Fig. 6: In vivo B-cell depletion using the rituximab IgG1 μtp fusion mAb.

a Balb/C mice were administered 100 μg rituximab hIgG1 μtp constructs i.v. and peripheral serum was collected at 2 h and days 1, 2, 6, 14, and 21. The concentration of mAb in the serum was calculated by ELISA (n = 3). b FcRn binding was analysed by loading hIgG1 μtp constructs onto an FcRn affinity column at 1 mg/ml pH 5.5, and eluting using a pH gradient up to pH 8.8. c A 1:1 ratio of CFSE-labelled hCD20 Tg splenocytes (high) and wt splenocytes (low) were adoptively transferred into C57 BL/6 mice i.v. followed 24 h later by 25 μg rituximab hIgG1 mAb constructs i.p.

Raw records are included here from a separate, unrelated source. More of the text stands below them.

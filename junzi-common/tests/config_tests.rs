//! Configuration loading and root folder resolution
//!
//! Tests that touch JUNZI_ROOT_FOLDER or JUNZI_CONFIG are marked #[serial]
//! so they never race on the process environment.

use std::env;
use std::path::PathBuf;

use serial_test::serial;
use tempfile::TempDir;

use junzi_common::config::{
    default_root_folder, locate_config_file, write_toml_config, CatalogMeta, RootFolderResolver,
    TomlConfig, CONFIG_PATH_ENV, ROOT_FOLDER_ENV,
};
use junzi_common::Error;

#[test]
#[serial]
fn test_resolver_with_no_overrides_uses_default() {
    env::remove_var(ROOT_FOLDER_ENV);

    let resolver = RootFolderResolver::new(None, &TomlConfig::default());
    assert_eq!(resolver.resolve(), default_root_folder());
}

#[test]
#[serial]
fn test_env_var_beats_toml() {
    env::set_var(ROOT_FOLDER_ENV, "/from/env");

    let config = TomlConfig {
        root_folder: Some(PathBuf::from("/from/toml")),
        ..Default::default()
    };
    let resolved = RootFolderResolver::new(None, &config).resolve();
    env::remove_var(ROOT_FOLDER_ENV);

    assert_eq!(resolved, PathBuf::from("/from/env"));
}

#[test]
#[serial]
fn test_cli_beats_env_var() {
    env::set_var(ROOT_FOLDER_ENV, "/from/env");

    let resolved =
        RootFolderResolver::new(Some(PathBuf::from("/from/cli")), &TomlConfig::default()).resolve();
    env::remove_var(ROOT_FOLDER_ENV);

    assert_eq!(resolved, PathBuf::from("/from/cli"));
}

#[test]
#[serial]
fn test_toml_used_when_env_empty() {
    env::set_var(ROOT_FOLDER_ENV, "  ");

    let config = TomlConfig {
        root_folder: Some(PathBuf::from("/from/toml")),
        ..Default::default()
    };
    let resolved = RootFolderResolver::new(None, &config).resolve();
    env::remove_var(ROOT_FOLDER_ENV);

    assert_eq!(resolved, PathBuf::from("/from/toml"));
}

#[test]
#[serial]
fn test_locate_config_prefers_explicit_path_then_env() {
    env::set_var(CONFIG_PATH_ENV, "/etc/junzi/env.toml");

    let explicit = PathBuf::from("/tmp/explicit.toml");
    assert_eq!(locate_config_file(Some(&explicit)), Some(explicit.clone()));
    assert_eq!(
        locate_config_file(None),
        Some(PathBuf::from("/etc/junzi/env.toml"))
    );

    env::remove_var(CONFIG_PATH_ENV);
}

#[test]
fn test_missing_config_falls_back_to_defaults() {
    let dir = TempDir::new().unwrap();
    let missing = dir.path().join("absent.toml");

    let config = TomlConfig::load_or_default(Some(&missing)).unwrap();
    assert_eq!(config, TomlConfig::default());
    assert_eq!(TomlConfig::load_or_default(None).unwrap(), TomlConfig::default());
}

#[test]
fn test_malformed_config_is_an_error() {
    let dir = TempDir::new().unwrap();
    let path = dir.path().join("config.toml");
    std::fs::write(&path, "[logging\nlevel = ").unwrap();

    assert!(matches!(TomlConfig::load(&path), Err(Error::Toml(_))));
}

#[test]
fn test_out_of_range_threshold_rejected_on_load() {
    let dir = TempDir::new().unwrap();
    let path = dir.path().join("config.toml");
    std::fs::write(&path, "[validation]\nmax_cjk_ratio = 2.0\n").unwrap();

    assert!(matches!(TomlConfig::load(&path), Err(Error::Config(_))));
}

#[test]
fn test_write_then_load_preserves_catalog_meta() {
    let dir = TempDir::new().unwrap();
    let path = dir.path().join("nested").join("config.toml");

    let mut config = TomlConfig {
        root_folder: Some(PathBuf::from("/srv/junzi")),
        ..Default::default()
    };
    config.logging.level = "debug".to_string();
    config.catalog.insert(
        "mengzi".to_string(),
        CatalogMeta {
            author: "孟子".to_string(),
            author_en: "Mencius".to_string(),
        },
    );

    write_toml_config(&config, &path).unwrap();
    let loaded = TomlConfig::load(&path).unwrap();
    assert_eq!(loaded, config);
    assert!(!dir.path().join("nested").join("config.toml.tmp").exists());
}
//! Translation audit
//!
//! Finds chapters whose English side is mostly missing, boilerplate or
//! untranslated source text, so they can be dropped and re-ingested.
//! Auditing is read-only; [`TranslationAuditor::prune_flagged`] is the
//! explicit repair.

use serde::Serialize;
use tracing::{debug, info, warn};

use crate::artifacts::ArtifactFilter;
use crate::config::ValidationConfig;
use crate::model::{Chapter, Work, NO_TRANSLATION};
use crate::text::is_cjk;

/// Chapter flagged by an audit
#[derive(Debug, Clone, PartialEq, Eq, Serialize)]
#[serde(rename_all = "camelCase")]
pub struct BadChapter {
    pub number: String,
    pub slug: String,
    pub title: String,
    pub bad_passages: usize,
    pub total_passages: usize,
}

/// Audit findings for one work
#[derive(Debug, Clone, Default, PartialEq, Eq, Serialize)]
#[serde(rename_all = "camelCase")]
pub struct AuditReport {
    pub work_id: String,
    pub title_en: String,
    pub total_chapters: usize,
    pub total_passages: usize,
    /// Bad passages across all chapters, flagged or not
    pub bad_passages: usize,
    pub bad_chapters: Vec<BadChapter>,
}

impl AuditReport {
    pub fn is_clean(&self) -> bool {
        self.bad_chapters.is_empty()
    }
}

pub struct TranslationAuditor {
    artifacts: ArtifactFilter,
    min_chars: usize,
    max_cjk_ratio: f64,
    bad_chapter_ratio: f64,
}

impl TranslationAuditor {
    pub fn from_config(config: &ValidationConfig) -> Self {
        Self {
            artifacts: ArtifactFilter::from_config(config),
            min_chars: config.min_translation_chars,
            max_cjk_ratio: config.max_cjk_ratio,
            bad_chapter_ratio: config.bad_chapter_ratio,
        }
    }

    /// True when `en` is not a usable translation
    pub fn is_bad_translation(&self, en: &str) -> bool {
        if en == NO_TRANSLATION || en.trim().chars().count() < self.min_chars {
            return true;
        }
        if self.artifacts.is_artifact(en) {
            return true;
        }

        let total = en.chars().count();
        let cjk = en.chars().filter(|c| is_cjk(*c)).count();
        cjk as f64 / total as f64 > self.max_cjk_ratio
    }

    fn audit_chapter(&self, chapter: &Chapter) -> (usize, bool) {
        let bad = chapter
            .passages
            .iter()
            .filter(|p| self.is_bad_translation(&p.en))
            .count();
        let total = chapter.passages.len();
        let flagged = total > 0 && bad as f64 / total as f64 > self.bad_chapter_ratio;
        (bad, flagged)
    }

    pub fn audit_work(&self, work: &Work) -> AuditReport {
        let mut report = AuditReport {
            work_id: work.id.clone(),
            title_en: work.title_en.clone(),
            total_chapters: work.chapters.len(),
            ..Default::default()
        };

        for chapter in &work.chapters {
            let (bad, flagged) = self.audit_chapter(chapter);
            report.total_passages += chapter.passages.len();
            report.bad_passages += bad;
            if flagged {
                warn!(
                    work = %work.id,
                    chapter = %chapter.slug,
                    bad,
                    total = chapter.passages.len(),
                    "Chapter flagged: translation mostly missing"
                );
                report.bad_chapters.push(BadChapter {
                    number: chapter.number.clone(),
                    slug: chapter.slug.clone(),
                    title: chapter.title.clone(),
                    bad_passages: bad,
                    total_passages: chapter.passages.len(),
                });
            } else if bad > 0 {
                debug!(work = %work.id, chapter = %chapter.slug, bad, "Some bad passages");
            }
        }

        info!(
            work = %work.id,
            chapters = report.total_chapters,
            flagged = report.bad_chapters.len(),
            bad_passages = report.bad_passages,
            "Audit complete"
        );
        report
    }

    /// Remove the flagged chapters from `work`; returns what was removed
    pub fn prune_flagged(&self, work: &mut Work) -> Vec<BadChapter> {
        let report = self.audit_work(work);
        if report.bad_chapters.is_empty() {
            return report.bad_chapters;
        }
        work.chapters
            .retain(|ch| !report.bad_chapters.iter().any(|bad| bad.slug == ch.slug));
        info!(
            work = %work.id,
            removed = report.bad_chapters.len(),
            "Flagged chapters removed for re-ingestion"
        );
        report.bad_chapters
    }
}

impl Default for TranslationAuditor {
    fn default() -> Self {
        Self::from_config(&ValidationConfig::default())
    }
}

After 24 h mice were sacrificed and splenocytes stained for B220. B-cell depletion was calculated using a T:NT ratio of CFSE high (T) to CFSE-low (NT) B cells in the spleen of treated mice (n = 5). d hCD20 Tg Balb/C mice were administered 100 μg rituximab hIgG1 mAb constructs i.v. on day 0. Circulating B-cell levels were monitored on days 1, 2, and 7 by peripheral blood collection using CD19/B220 flow cytometry staining. B-cell depletion is expressed as a % of B cells compared to pre-mAb administration (n = 5). e Spleen and inguinal lymph nodes were harvested on day 15, and B-cell depletion was assessed using CD19/B220 flow cytometry staining (n = 5). f Serum samples collected at each time point were used to determine circulating IgG concentration by ELISA (n = 5). Individual data points and mean are plotted from biologically independent animals. Statistical analysis was carried out by one-way ANOVA.